▶ _Exercise requirements_: Scan the entries that follow and copy out every line containing "async".

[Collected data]

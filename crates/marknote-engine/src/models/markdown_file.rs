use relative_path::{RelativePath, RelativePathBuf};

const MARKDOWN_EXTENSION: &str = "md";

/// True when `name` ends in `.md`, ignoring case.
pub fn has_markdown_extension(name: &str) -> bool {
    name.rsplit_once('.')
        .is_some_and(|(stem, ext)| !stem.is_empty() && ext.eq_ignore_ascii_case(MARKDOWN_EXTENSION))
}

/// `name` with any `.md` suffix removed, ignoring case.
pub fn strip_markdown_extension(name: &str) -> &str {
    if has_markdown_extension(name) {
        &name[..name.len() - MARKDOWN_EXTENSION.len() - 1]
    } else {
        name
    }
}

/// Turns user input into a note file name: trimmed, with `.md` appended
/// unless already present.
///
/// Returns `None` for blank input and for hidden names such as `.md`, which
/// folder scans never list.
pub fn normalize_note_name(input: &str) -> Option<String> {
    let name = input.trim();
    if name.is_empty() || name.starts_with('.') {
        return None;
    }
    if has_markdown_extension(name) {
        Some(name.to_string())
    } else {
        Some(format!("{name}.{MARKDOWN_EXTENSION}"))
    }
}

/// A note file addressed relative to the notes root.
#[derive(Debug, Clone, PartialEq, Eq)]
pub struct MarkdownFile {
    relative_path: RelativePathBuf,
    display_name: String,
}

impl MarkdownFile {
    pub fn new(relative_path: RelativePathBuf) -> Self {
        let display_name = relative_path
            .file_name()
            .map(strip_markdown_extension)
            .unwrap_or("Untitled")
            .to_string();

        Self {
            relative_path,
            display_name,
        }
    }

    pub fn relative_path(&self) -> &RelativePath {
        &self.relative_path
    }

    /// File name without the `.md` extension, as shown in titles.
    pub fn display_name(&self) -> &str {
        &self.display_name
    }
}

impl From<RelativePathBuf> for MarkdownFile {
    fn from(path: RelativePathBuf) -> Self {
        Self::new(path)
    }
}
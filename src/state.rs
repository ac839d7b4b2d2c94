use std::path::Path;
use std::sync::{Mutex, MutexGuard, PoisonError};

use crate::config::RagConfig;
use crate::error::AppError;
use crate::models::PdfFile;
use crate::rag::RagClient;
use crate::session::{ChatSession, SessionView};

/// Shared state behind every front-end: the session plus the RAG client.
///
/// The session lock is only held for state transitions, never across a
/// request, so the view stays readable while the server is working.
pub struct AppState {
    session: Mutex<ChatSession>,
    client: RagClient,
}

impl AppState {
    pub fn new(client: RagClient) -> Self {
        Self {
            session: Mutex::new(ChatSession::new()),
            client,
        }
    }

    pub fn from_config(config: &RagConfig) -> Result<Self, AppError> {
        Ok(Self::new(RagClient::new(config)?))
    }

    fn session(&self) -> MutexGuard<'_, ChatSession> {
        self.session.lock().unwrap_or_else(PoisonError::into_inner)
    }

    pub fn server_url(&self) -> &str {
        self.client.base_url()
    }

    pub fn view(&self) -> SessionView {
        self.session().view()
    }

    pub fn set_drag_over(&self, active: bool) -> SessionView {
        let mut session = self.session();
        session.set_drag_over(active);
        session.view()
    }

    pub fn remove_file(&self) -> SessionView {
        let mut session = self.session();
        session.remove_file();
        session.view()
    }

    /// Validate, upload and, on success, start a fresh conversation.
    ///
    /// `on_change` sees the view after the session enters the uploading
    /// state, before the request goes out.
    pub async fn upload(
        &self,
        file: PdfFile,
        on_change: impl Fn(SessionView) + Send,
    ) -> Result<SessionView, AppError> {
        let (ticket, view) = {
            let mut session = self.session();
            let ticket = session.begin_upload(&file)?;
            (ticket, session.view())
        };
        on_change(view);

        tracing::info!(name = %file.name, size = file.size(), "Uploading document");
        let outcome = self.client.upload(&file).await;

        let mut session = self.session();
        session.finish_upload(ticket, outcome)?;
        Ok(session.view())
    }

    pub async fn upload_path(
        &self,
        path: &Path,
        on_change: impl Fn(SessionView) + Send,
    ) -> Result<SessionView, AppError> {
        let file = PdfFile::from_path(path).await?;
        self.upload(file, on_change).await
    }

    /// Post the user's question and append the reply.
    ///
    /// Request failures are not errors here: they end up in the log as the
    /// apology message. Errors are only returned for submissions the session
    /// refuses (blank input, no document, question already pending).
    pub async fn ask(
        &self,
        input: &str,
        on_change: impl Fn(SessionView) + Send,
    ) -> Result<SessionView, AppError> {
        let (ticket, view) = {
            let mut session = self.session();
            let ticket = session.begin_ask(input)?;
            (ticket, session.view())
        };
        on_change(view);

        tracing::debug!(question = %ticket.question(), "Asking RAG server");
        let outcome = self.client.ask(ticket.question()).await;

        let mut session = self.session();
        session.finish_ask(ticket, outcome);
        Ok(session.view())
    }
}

▶ _Result of this task_:
    pub async fn upload(
    pub async fn upload_path(
    pub async fn ask(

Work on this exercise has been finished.